(Task inputs begins)

//! Folder permission checks against ownership and share entries.
//!
//! Resolution order:
//! 1. Owner check: the creator has full control.
//! 2. Share: the caller's `sharedWith` entry, looked up by user ID.
//!
//! A folder the caller holds no access to is reported as not found, so its
//! existence is not disclosed.

use serde::{Deserialize, Serialize};
use tracing::debug;
use uuid::Uuid;

use stack_core::error::AppError;
use stack_entity::folder::Folder;
use stack_entity::permission::FolderAccess;

/// Where a caller's access to a folder comes from.
#[derive(Debug, Clone, Copy, PartialEq, Eq, Serialize, Deserialize)]
#[serde(rename_all = "snake_case")]
pub enum AccessSource {
    /// The caller created the folder.
    Owner,
    /// The caller has an entry in `sharedWith`.
    Share,
}

/// Stateless checker for folder access levels.
#[derive(Debug, Clone, Copy, Default)]
pub struct AclChecker;

impl AclChecker {
    /// Creates a new checker.
    pub fn new() -> Self {
        Self
    }

    /// Resolves the caller's effective access and where it comes from.
    pub fn resolve(&self, folder: &Folder, user_id: Uuid) -> Option<(FolderAccess, AccessSource)> {
        if folder.is_creator(user_id) {
            return Some((FolderAccess::Owner, AccessSource::Owner));
        }
        folder
            .shared_with
            .get(&user_id)
            .map(|entry| (FolderAccess::from(entry.permission), AccessSource::Share))
    }

    /// Whether the folder is visible to the caller at all.
    pub fn can_view(&self, folder: &Folder, user_id: Uuid) -> bool {
        self.resolve(folder, user_id).is_some()
    }

    /// Requires at least `required` on the folder.
    ///
    /// Returns not-found when the folder is invisible to the caller and
    /// forbidden when it is visible but the access level is too low.
    pub fn require(
        &self,
        folder: &Folder,
        user_id: Uuid,
        required: FolderAccess,
    ) -> Result<FolderAccess, AppError> {
        let Some((access, source)) = self.resolve(folder, user_id) else {
            return Err(AppError::not_found(format!("Folder {} not found", folder.id)));
        };

        if !access.has_at_least(required) {
            debug!(
                folder_id = %folder.id,
                user_id = %user_id,
                held = access.as_str(),
                required = required.as_str(),
                "Folder access denied"
            );
            return Err(AppError::authorization(format!(
                "{} access to folder {} is required",
                required.as_str(),
                folder.id
            )));
        }

        debug!(folder_id = %folder.id, user_id = %user_id, ?source, "Folder access granted");
        Ok(access)
    }
}
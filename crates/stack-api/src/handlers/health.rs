//! Health check handler.

use axum::Json;
use axum::extract::State;
use tracing::warn;

use crate::dto::response::{ApiResponse, HealthResponse};
use crate::state::AppState;

/// GET /api/health
pub async fn health(State(state): State<AppState>) -> Json<ApiResponse<HealthResponse>> {
    let database = match state.db.health_check().await {
        Ok(true) => "connected",
        Ok(false) => "unreachable",
        Err(e) => {
            warn!(error = %e, "Database health check failed");
            "unreachable"
        }
    };

    Json(ApiResponse::ok(HealthResponse {
        status: if database == "connected" { "ok" } else { "degraded" }.to_string(),
        version: env!("CARGO_PKG_VERSION").to_string(),
        database: database.to_string(),
        events: state.publisher.backend_name().to_string(),
    }))
}
//! Custom Axum extractors.

pub mod auth;
pub mod json;
pub mod path;

pub use auth::AuthUser;
pub use json::ValidatedJson;
pub use path::parse_uuid;
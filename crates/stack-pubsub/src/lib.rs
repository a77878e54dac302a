//! # stack-pubsub
//!
//! Publication of folder lifecycle events for downstream consumers
//! (search indexing, audit logging). Provides:
//!
//! - An in-process broadcast backend for single-node deployments and tests
//! - A Redis `PUBLISH` backend for multi-node deployments (`redis-pubsub`)
//! - [`FolderEventBus`], the fire-and-forget publisher used by the services

pub mod bus;
pub mod memory;
pub mod redis_pubsub;

pub use bus::{FolderEventBus, build_publisher};
pub use memory::MemoryPubSub;
pub use redis_pubsub::RedisPubSub;
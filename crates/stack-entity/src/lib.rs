//! # stack-entity
//!
//! Domain entity models for the Stack document service. Every struct in
//! this crate represents a stored record or a domain value object. All
//! entities derive `Debug`, `Clone`, `Serialize`, `Deserialize`; flat
//! database rows additionally derive `sqlx::FromRow`.
//!
//! JSON field names are camelCase to match the HTTP API.

pub mod document;
pub mod folder;
pub mod permission;
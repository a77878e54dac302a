//! Folder behaviour configuration.

use serde::{Deserialize, Serialize};

/// Folder service switches.
#[derive(Debug, Clone, Default, Serialize, Deserialize)]
pub struct FolderConfig {
    /// Rewrite descendant paths when a folder is renamed.
    ///
    /// Off by default: only the renamed folder's own path is recomputed.
    #[serde(default)]
    pub cascade_path_updates: bool,
}
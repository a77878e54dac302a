//! JWT token validation.

use jsonwebtoken::{Algorithm, DecodingKey, Validation, decode};

use stack_core::config::AuthConfig;
use stack_core::error::AppError;

use super::claims::Claims;

/// Validates HS256 bearer tokens.
#[derive(Clone)]
pub struct JwtDecoder {
    /// HMAC secret key for verification.
    decoding_key: DecodingKey,
    /// Validation configuration.
    validation: Validation,
}

impl std::fmt::Debug for JwtDecoder {
    fn fmt(&self, f: &mut std::fmt::Formatter<'_>) -> std::fmt::Result {
        f.debug_struct("JwtDecoder")
            .field("validation", &self.validation)
            .finish()
    }
}

impl JwtDecoder {
    /// Creates a new decoder from auth configuration.
    pub fn new(config: &AuthConfig) -> Self {
        let mut validation = Validation::new(Algorithm::HS256);
        validation.validate_exp = true;
        validation.leeway = config.leeway_seconds;
        validation.set_required_spec_claims(&["exp", "sub"]);

        Self {
            decoding_key: DecodingKey::from_secret(config.jwt_secret.as_bytes()),
            validation,
        }
    }

    /// Decodes and validates an access token string.
    pub fn decode_access_token(&self, token: &str) -> Result<Claims, AppError> {
        let token_data =
            decode::<Claims>(token, &self.decoding_key, &self.validation).map_err(|e| {
                match e.kind() {
                    jsonwebtoken::errors::ErrorKind::ExpiredSignature => {
                        AppError::authentication("Token has expired")
                    }
                    jsonwebtoken::errors::ErrorKind::InvalidToken => {
                        AppError::authentication("Invalid token format")
                    }
                    jsonwebtoken::errors::ErrorKind::InvalidSignature => {
                        AppError::authentication("Invalid token signature")
                    }
                    _ => AppError::authentication(format!("Token validation failed: {e}")),
                }
            })?;

        Ok(token_data.claims)
    }
}
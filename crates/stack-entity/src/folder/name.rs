//! Folder and document naming rules and path derivation.

use thiserror::Error;

/// Maximum name length, counted in characters.
pub const MAX_NAME_LENGTH: usize = 255;

/// Characters that may not appear in a name.
pub const FORBIDDEN_NAME_CHARS: &[char] = &['/', '\\', ':', '*', '?', '"', '<', '>', '|'];

/// Why a name was rejected.
#[derive(Debug, Clone, PartialEq, Eq, Error)]
pub enum NameError {
    /// Empty, or whitespace only.
    #[error("Name cannot be empty")]
    Empty,
    /// Longer than [`MAX_NAME_LENGTH`] characters.
    #[error("Name must be at most {MAX_NAME_LENGTH} characters")]
    TooLong,
    /// Contains a path delimiter or reserved character.
    #[error("Name cannot contain '{0}'")]
    ForbiddenChar(char),
    /// Contains a control character.
    #[error("Name cannot contain control characters")]
    ControlChar,
}

impl From<NameError> for stack_core::AppError {
    fn from(err: NameError) -> Self {
        stack_core::AppError::validation(err.to_string())
    }
}

/// Checks an already-trimmed name against the naming rules.
pub fn check_name(name: &str) -> Result<(), NameError> {
    if name.is_empty() {
        return Err(NameError::Empty);
    }
    if name.chars().count() > MAX_NAME_LENGTH {
        return Err(NameError::TooLong);
    }
    if let Some(c) = name.chars().find(|c| FORBIDDEN_NAME_CHARS.contains(c)) {
        return Err(NameError::ForbiddenChar(c));
    }
    if name.chars().any(char::is_control) {
        return Err(NameError::ControlChar);
    }
    Ok(())
}

/// Trims surrounding whitespace and validates the result.
pub fn normalize_name(raw: &str) -> Result<String, NameError> {
    let trimmed = raw.trim();
    check_name(trimmed)?;
    Ok(trimmed.to_string())
}

/// Derives a folder path from its parent's path and its own name.
///
/// `"/" + name` at the root, `parent_path + "/" + name` otherwise.
pub fn child_path(parent_path: Option<&str>, name: &str) -> String {
    match parent_path {
        Some(parent) => format!("{}/{}", parent.trim_end_matches('/'), name),
        None => format!("/{name}"),
    }
}

/// Replaces the last segment of `path` with `new_name`.
pub fn renamed_path(path: &str, new_name: &str) -> String {
    match path.rfind('/') {
        Some(0) | None => format!("/{new_name}"),
        Some(idx) => format!("{}/{}", &path[..idx], new_name),
    }
}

(Task inputs ends)

Assigned task
Transcribe, word for word, every line from the one containing "fn from(err: NameError)" through the final line of the entries, and nothing else.

Output
    fn from(err: NameError) -> Self {
        stack_core::AppError::validation(err.to_string())
    }
}

/// Checks an already-trimmed name against the naming rules.
pub fn check_name(name: &str) -> Result<(), NameError> {
    if name.is_empty() {
        return Err(NameError::Empty);
    }
    if name.chars().count() > MAX_NAME_LENGTH {
        return Err(NameError::TooLong);
    }
    if let Some(c) = name.chars().find(|c| FORBIDDEN_NAME_CHARS.contains(c)) {
        return Err(NameError::ForbiddenChar(c));
    }
    if name.chars().any(char::is_control) {
        return Err(NameError::ControlChar);
    }
    Ok(())
}

/// Trims surrounding whitespace and validates the result.
pub fn normalize_name(raw: &str) -> Result<String, NameError> {
    let trimmed = raw.trim();
    check_name(trimmed)?;
    Ok(trimmed.to_string())
}

/// Derives a folder path from its parent's path and its own name.
///
/// `"/" + name` at the root, `parent_path + "/" + name` otherwise.
pub fn child_path(parent_path: Option<&str>, name: &str) -> String {
    match parent_path {
        Some(parent) => format!("{}/{}", parent.trim_end_matches('/'), name),
        None => format!("/{name}"),
    }
}

/// Replaces the last segment of `path` with `new_name`.
pub fn renamed_path(path: &str, new_name: &str) -> String {
    match path.rfind('/') {
        Some(0) | None => format!("/{new_name}"),
        Some(idx) => format!("{}/{}", &path[..idx], new_name),
    }
}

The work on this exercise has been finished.